Vienen a la mente pensamientos del holocausto escritos por Ana Frank en momentos de honda angustia: “es horrible sentir que no se es necesario”, o en su inocente idealismo: “quisiera vivir más allá de mi muerte”. Por cierto, pensamientos que deben inundar hoy a miles de niños a las puertas de su muerte en la Franja de Gaza.
La enfermiza obsesión de exterminio y eliminación de pueblos enteros muestra una abismante degradación humana en sus hechores, minorías extremistas. No obstante, y sin duda, existe la convicción de no ser compartida por la mayoría de los judíos y palestinos, que anhelan y requieren con urgencia paz y concordia.

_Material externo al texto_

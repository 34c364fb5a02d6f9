// Copyright (C) 2026 Fred Clausen
// Use of this source code is governed by an MIT-style
// license that can be found in the LICENSE file or at
// https://opensource.org/licenses/MIT.

//! API request and response data transfer objects.
//!
//! Requests are typed commands: each field is validated and converted once
//! by the orchestrator that receives it.

use kermesse_domain::{Participation, StandCategory, Ticket, Tombola, User, UserRole};
use serde::{Deserialize, Serialize};

// ============================================================================
// Users
// ============================================================================

/// API request to register a new account.
#[derive(Debug, Clone, PartialEq, Eq, Deserialize)]
pub struct RegisterRequest {
    pub name: String,
    pub email: String,
    pub password: String,
    /// Any role except `STUDENT`; students are invited by their parent.
    pub role: UserRole,
}

/// API request to check credentials.
#[derive(Debug, Clone, PartialEq, Eq, Deserialize)]
pub struct LoginRequest {
    pub email: String,
    pub password: String,
}

/// API request to change the actor's own password.
#[derive(Debug, Clone, PartialEq, Eq, Deserialize)]
pub struct ChangePasswordRequest {
    pub current_password: String,
    pub new_password: String,
}

/// API request for a parent to create a student account.
#[derive(Debug, Clone, PartialEq, Eq, Deserialize)]
pub struct InviteChildRequest {
    pub name: String,
    pub email: String,
}

/// API response for a created student account.
#[derive(Debug, Clone, PartialEq, Eq, Serialize)]
pub struct InviteChildResponse {
    /// The new student.
    pub student: User,
    /// Generated password, returned only once.
    pub temporary_password: String,
}

/// API request for a parent to move balance to one of their children.
#[derive(Debug, Clone, PartialEq, Eq, Deserialize)]
pub struct SendJetonRequest {
    pub student_id: i64,
    pub amount: u64,
}

/// API response for a parent-to-child transfer.
#[derive(Debug, Clone, PartialEq, Eq, Serialize)]
pub struct SendJetonResponse {
    pub parent_balance: u64,
    pub student_balance: u64,
}

/// An externally confirmed payment.
#[derive(Debug, Clone, PartialEq, Eq, Deserialize)]
pub struct TopUpRequest {
    pub user_id: i64,
    pub amount: u64,
    /// Payment provider reference; each may be applied once.
    pub reference: String,
}

/// API response for an applied top-up.
#[derive(Debug, Clone, PartialEq, Eq, Serialize)]
pub struct TopUpResponse {
    pub top_up_id: i64,
    pub user_id: i64,
    pub balance: u64,
}

// ============================================================================
// Stands
// ============================================================================

/// API request to open a stand.
#[derive(Debug, Clone, PartialEq, Eq, Deserialize)]
pub struct CreateStandRequest {
    pub name: String,
    #[serde(default)]
    pub description: String,
    pub category: StandCategory,
    pub price: u64,
    /// Ignored for categories without stock.
    #[serde(default)]
    pub stock: u64,
}

/// API request to edit the actor's stand. Absent fields are left unchanged.
#[derive(Debug, Clone, Default, PartialEq, Eq, Deserialize)]
pub struct ModifyStandRequest {
    pub name: Option<String>,
    pub description: Option<String>,
    pub price: Option<u64>,
    /// New absolute stock, applied as a delta.
    pub stock: Option<u64>,
}

/// Stand listing filter.
#[derive(Debug, Clone, Copy, Default, PartialEq, Eq, Deserialize)]
pub struct ListStandsQuery {
    pub kermesse_id: Option<i64>,
    /// Only stands free to join a kermesse.
    #[serde(default)]
    pub ready: bool,
}

// ============================================================================
// Kermesses
// ============================================================================

/// API request to create a kermesse.
#[derive(Debug, Clone, PartialEq, Eq, Deserialize)]
pub struct CreateKermesseRequest {
    pub name: String,
    #[serde(default)]
    pub description: String,
}

/// API request to edit a kermesse. Absent fields are left unchanged.
#[derive(Debug, Clone, Default, PartialEq, Eq, Deserialize)]
pub struct ModifyKermesseRequest {
    pub name: Option<String>,
    pub description: Option<String>,
}

/// API request to enroll a student.
#[derive(Debug, Clone, Copy, PartialEq, Eq, Deserialize)]
pub struct LinkUserRequest {
    pub user_id: i64,
}

/// API response for an enrollment.
#[derive(Debug, Clone, Copy, PartialEq, Eq, Serialize)]
pub struct LinkUserResponse {
    pub kermesse_id: i64,
    pub user_id: i64,
    /// The student's parent, when one was linked alongside.
    pub parent_id: Option<i64>,
}

/// API request to attach a stand.
#[derive(Debug, Clone, Copy, PartialEq, Eq, Deserialize)]
pub struct LinkStandRequest {
    pub stand_id: i64,
}

// ============================================================================
// Participations
// ============================================================================

/// API request to buy at a stand.
#[derive(Debug, Clone, Copy, PartialEq, Eq, Deserialize)]
pub struct CreateParticipationRequest {
    pub stand_id: i64,
    /// Required for stocked categories, must be absent or 1 otherwise.
    pub quantity: Option<u32>,
}

/// API response for a completed purchase.
#[derive(Debug, Clone, PartialEq, Eq, Serialize)]
pub struct ParticipationReceipt {
    pub participation: Participation,
    pub buyer_balance: u64,
    pub stand_stock: u64,
}

/// API request to record a game outcome.
#[derive(Debug, Clone, Copy, PartialEq, Eq, Deserialize)]
pub struct RecordOutcomeRequest {
    pub points: u32,
}

/// Filter scoped to a kermesse.
#[derive(Debug, Clone, Copy, Default, PartialEq, Eq, Deserialize)]
pub struct KermesseQuery {
    pub kermesse_id: Option<i64>,
}

// ============================================================================
// Tombolas & Tickets
// ============================================================================

/// API request to create a tombola.
#[derive(Debug, Clone, PartialEq, Eq, Deserialize)]
pub struct CreateTombolaRequest {
    pub kermesse_id: i64,
    pub name: String,
    pub prize: String,
    pub price: u64,
}

/// API request to edit a tombola. Absent fields are left unchanged.
#[derive(Debug, Clone, Default, PartialEq, Eq, Deserialize)]
pub struct ModifyTombolaRequest {
    pub name: Option<String>,
    pub prize: Option<String>,
    pub price: Option<u64>,
}

/// API response for a tombola draw.
#[derive(Debug, Clone, PartialEq, Eq, Serialize)]
pub struct DrawResult {
    pub tombola: Tombola,
    pub winning_ticket: Ticket,
}

/// API request to buy a ticket.
#[derive(Debug, Clone, Copy, PartialEq, Eq, Deserialize)]
pub struct BuyTicketRequest {
    pub tombola_id: i64,
}

/// API response for a sold ticket.
#[derive(Debug, Clone, PartialEq, Eq, Serialize)]
pub struct TicketReceipt {
    pub ticket: Ticket,
    pub buyer_balance: u64,
}

/// Ticket listing filter.
#[derive(Debug, Clone, Copy, Default, PartialEq, Eq, Deserialize)]
pub struct TicketQuery {
    pub tombola_id: Option<i64>,
}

Estos genocidios indiscriminados de inocentes niños, mujeres, ancianos, son resultado no sólo de intolerancias políticas, ideológicas, religiosas o de transgresiones jurídicas, sino que producto de aquella degradación humana, de mentes irracionales, fanáticas, envenenadas por un odio que corrompe el alma y que degenera lo político, lo ideológico y lo religioso haciendo estéril lo jurídico.
Es difícil, sino imposible hacer frente hoy a un estado así de descomposición humana, de inquina, indolencia, insensibilidad e indiferencia ante el dolor y el padecimiento de otros, en que incluso algunos optan por eludirlo y evadirse, callarlo o escudarse en el perverso argumento de que enfrentar el cruento terrorismo justificaría la muerte de miles de inocentes y en que los gobiernos de las grandes potencias del orbe, -sobrepasadas las organizaciones internacionales-, muestran actitudes de inercia, cómplice silencio y a veces hasta de miserable complacencia.
Confiemos en que tal vez acaezca un lejano mañana en que se retorne a sociedades en que primen lo espiritual, lo valórico, lo racional, lo genuinamente humano, y en que el amor sea más fuerte que el odio, aunque implique el transcurso de una o más generaciones, en la esperanza de que los tiempos no se extingan para la humanidad antes de aquel futuro…
Realmente, como decía proféticamente la pequeña Ana Frank en su diario, “A la larga las armas más poderosas son los espíritus amables y gentiles”.
Santiago de Chile, noviembre 2023.
[1] Abogado Universidad de Chile. Doctor en Derecho Universidad de Heidelberg. Profesor Titular Facultad de Derecho Universidad de Chile y Universidad San Sebastián, Santiago de Chile.